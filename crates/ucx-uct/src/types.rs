//! Typed views of the objects the UCT resource hierarchy hands out.

use std::ffi::c_char;
use std::fmt;

use crate::ffi;

/// Kind of device a transport runs over (`uct_device_type_t`).
#[derive(Debug, Clone, Copy, PartialEq, Eq, Hash)]
pub enum DeviceType {
    /// Network device (InfiniBand, RoCE, TCP).
    Net,
    /// Shared memory.
    Shm,
    /// Accelerator memory (GPU).
    Acc,
    /// Loopback to the local process.
    SelfLoop,
    /// A type this binding does not know.
    Unknown(u32),
}

impl DeviceType {
    /// Maps a raw `uct_device_type_t` value.
    pub fn from_raw(raw: u32) -> Self {
        match raw {
            ffi::UCT_DEVICE_TYPE_NET => DeviceType::Net,
            ffi::UCT_DEVICE_TYPE_SHM => DeviceType::Shm,
            ffi::UCT_DEVICE_TYPE_ACC => DeviceType::Acc,
            ffi::UCT_DEVICE_TYPE_SELF => DeviceType::SelfLoop,
            other => DeviceType::Unknown(other),
        }
    }
}

impl fmt::Display for DeviceType {
    fn fmt(&self, f: &mut fmt::Formatter<'_>) -> fmt::Result {
        match self {
            DeviceType::Net => write!(f, "net"),
            DeviceType::Shm => write!(f, "shm"),
            DeviceType::Acc => write!(f, "acc"),
            DeviceType::SelfLoop => write!(f, "self"),
            DeviceType::Unknown(raw) => write!(f, "unknown({})", raw),
        }
    }
}

/// A transport resource reported by an open memory domain.
#[derive(Debug, Clone, PartialEq, Eq)]
pub struct TransportDevice {
    /// Device identifier, `<iface>[:<port>]` (e.g. `mlx5_0:1`).
    pub device: String,
    /// Transport alias, `<base>[_<modifier>...]` (e.g. `rc_mlx5`).
    pub transport: String,
    pub device_type: DeviceType,
}

impl TransportDevice {
    pub fn new(
        device: impl Into<String>,
        transport: impl Into<String>,
        device_type: DeviceType,
    ) -> Self {
        Self {
            device: device.into(),
            transport: transport.into(),
            device_type,
        }
    }

    /// Returns true if the transport runs over a network device.
    pub fn is_network(&self) -> bool {
        self.device_type == DeviceType::Net
    }

    pub(crate) fn from_raw(desc: &ffi::uct_tl_resource_desc_t) -> Self {
        Self {
            device: fixed_cstr(&desc.dev_name),
            transport: fixed_cstr(&desc.tl_name),
            device_type: DeviceType::from_raw(desc.dev_type),
        }
    }
}

/// A UCT component (`uct_component_h`) and its name.
#[derive(Debug)]
pub struct Component {
    name: String,
    pub(crate) raw: ffi::uct_component_h,
}

impl Component {
    pub(crate) fn new(name: String, raw: ffi::uct_component_h) -> Self {
        Self { name, raw }
    }

    pub fn name(&self) -> &str {
        &self.name
    }
}

/// Memory domain configuration read for one component.
#[derive(Debug)]
pub struct MdConfig {
    pub(crate) raw: *mut ffi::uct_md_config_t,
}

/// An open memory domain (`uct_md_h`).
#[derive(Debug)]
pub struct MemoryDomain {
    name: String,
    pub(crate) raw: ffi::uct_md_h,
}

impl MemoryDomain {
    pub(crate) fn new(name: String, raw: ffi::uct_md_h) -> Self {
        Self { name, raw }
    }

    pub fn name(&self) -> &str {
        &self.name
    }
}

/// Reads a fixed-size C character array that may lack a terminator.
pub(crate) fn fixed_cstr(buf: &[c_char]) -> String {
    let bytes: Vec<u8> = buf
        .iter()
        .take_while(|&&c| c != 0)
        .map(|&c| c as u8)
        .collect();
    String::from_utf8_lossy(&bytes).into_owned()
}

──────────

In full and without edits, return the listing.

### Output for this exercise
filename crates/ucx-uct/src/types.rs
//! Typed views of the objects the UCT resource hierarchy hands out.

use std::ffi::c_char;
use std::fmt;

use crate::ffi;

/// Kind of device a transport runs over (`uct_device_type_t`).
#[derive(Debug, Clone, Copy, PartialEq, Eq, Hash)]
pub enum DeviceType {
    /// Network device (InfiniBand, RoCE, TCP).
    Net,
    /// Shared memory.
    Shm,
    /// Accelerator memory (GPU).
    Acc,
    /// Loopback to the local process.
    SelfLoop,
    /// A type this binding does not know.
    Unknown(u32),
}

impl DeviceType {
    /// Maps a raw `uct_device_type_t` value.
    pub fn from_raw(raw: u32) -> Self {
        match raw {
            ffi::UCT_DEVICE_TYPE_NET => DeviceType::Net,
            ffi::UCT_DEVICE_TYPE_SHM => DeviceType::Shm,
            ffi::UCT_DEVICE_TYPE_ACC => DeviceType::Acc,
            ffi::UCT_DEVICE_TYPE_SELF => DeviceType::SelfLoop,
            other => DeviceType::Unknown(other),
        }
    }
}

impl fmt::Display for DeviceType {
    fn fmt(&self, f: &mut fmt::Formatter<'_>) -> fmt::Result {
        match self {
            DeviceType::Net => write!(f, "net"),
            DeviceType::Shm => write!(f, "shm"),
            DeviceType::Acc => write!(f, "acc"),
            DeviceType::SelfLoop => write!(f, "self"),
            DeviceType::Unknown(raw) => write!(f, "unknown({})", raw),
        }
    }
}

/// A transport resource reported by an open memory domain.
#[derive(Debug, Clone, PartialEq, Eq)]
pub struct TransportDevice {
    /// Device identifier, `<iface>[:<port>]` (e.g. `mlx5_0:1`).
    pub device: String,
    /// Transport alias, `<base>[_<modifier>...]` (e.g. `rc_mlx5`).
    pub transport: String,
    pub device_type: DeviceType,
}

impl TransportDevice {
    pub fn new(
        device: impl Into<String>,
        transport: impl Into<String>,
        device_type: DeviceType,
    ) -> Self {
        Self {
            device: device.into(),
            transport: transport.into(),
            device_type,
        }
    }

    /// Returns true if the transport runs over a network device.
    pub fn is_network(&self) -> bool {
        self.device_type == DeviceType::Net
    }

    pub(crate) fn from_raw(desc: &ffi::uct_tl_resource_desc_t) -> Self {
        Self {
            device: fixed_cstr(&desc.dev_name),
            transport: fixed_cstr(&desc.tl_name),
            device_type: DeviceType::from_raw(desc.dev_type),
        }
    }
}

/// A UCT component (`uct_component_h`) and its name.
#[derive(Debug)]
pub struct Component {
    name: String,
    pub(crate) raw: ffi::uct_component_h,
}

impl Component {
    pub(crate) fn new(name: String, raw: ffi::uct_component_h) -> Self {
        Self { name, raw }
    }

    pub fn name(&self) -> &str {
        &self.name
    }
}

/// Memory domain configuration read for one component.
#[derive(Debug)]
pub struct MdConfig {
    pub(crate) raw: *mut ffi::uct_md_config_t,
}

/// An open memory domain (`uct_md_h`).
#[derive(Debug)]
pub struct MemoryDomain {
    name: String,
    pub(crate) raw: ffi::uct_md_h,
}

impl MemoryDomain {
    pub(crate) fn new(name: String, raw: ffi::uct_md_h) -> Self {
        Self { name, raw }
    }

    pub fn name(&self) -> &str {
        &self.name
    }
}

/// Reads a fixed-size C character array that may lack a terminator.
pub(crate) fn fixed_cstr(buf: &[c_char]) -> String {
    let bytes: Vec<u8> = buf
        .iter()
        .take_while(|&&c| c != 0)
        .map(|&c| c as u8)
        .collect();
    String::from_utf8_lossy(&bytes).into_owned()
}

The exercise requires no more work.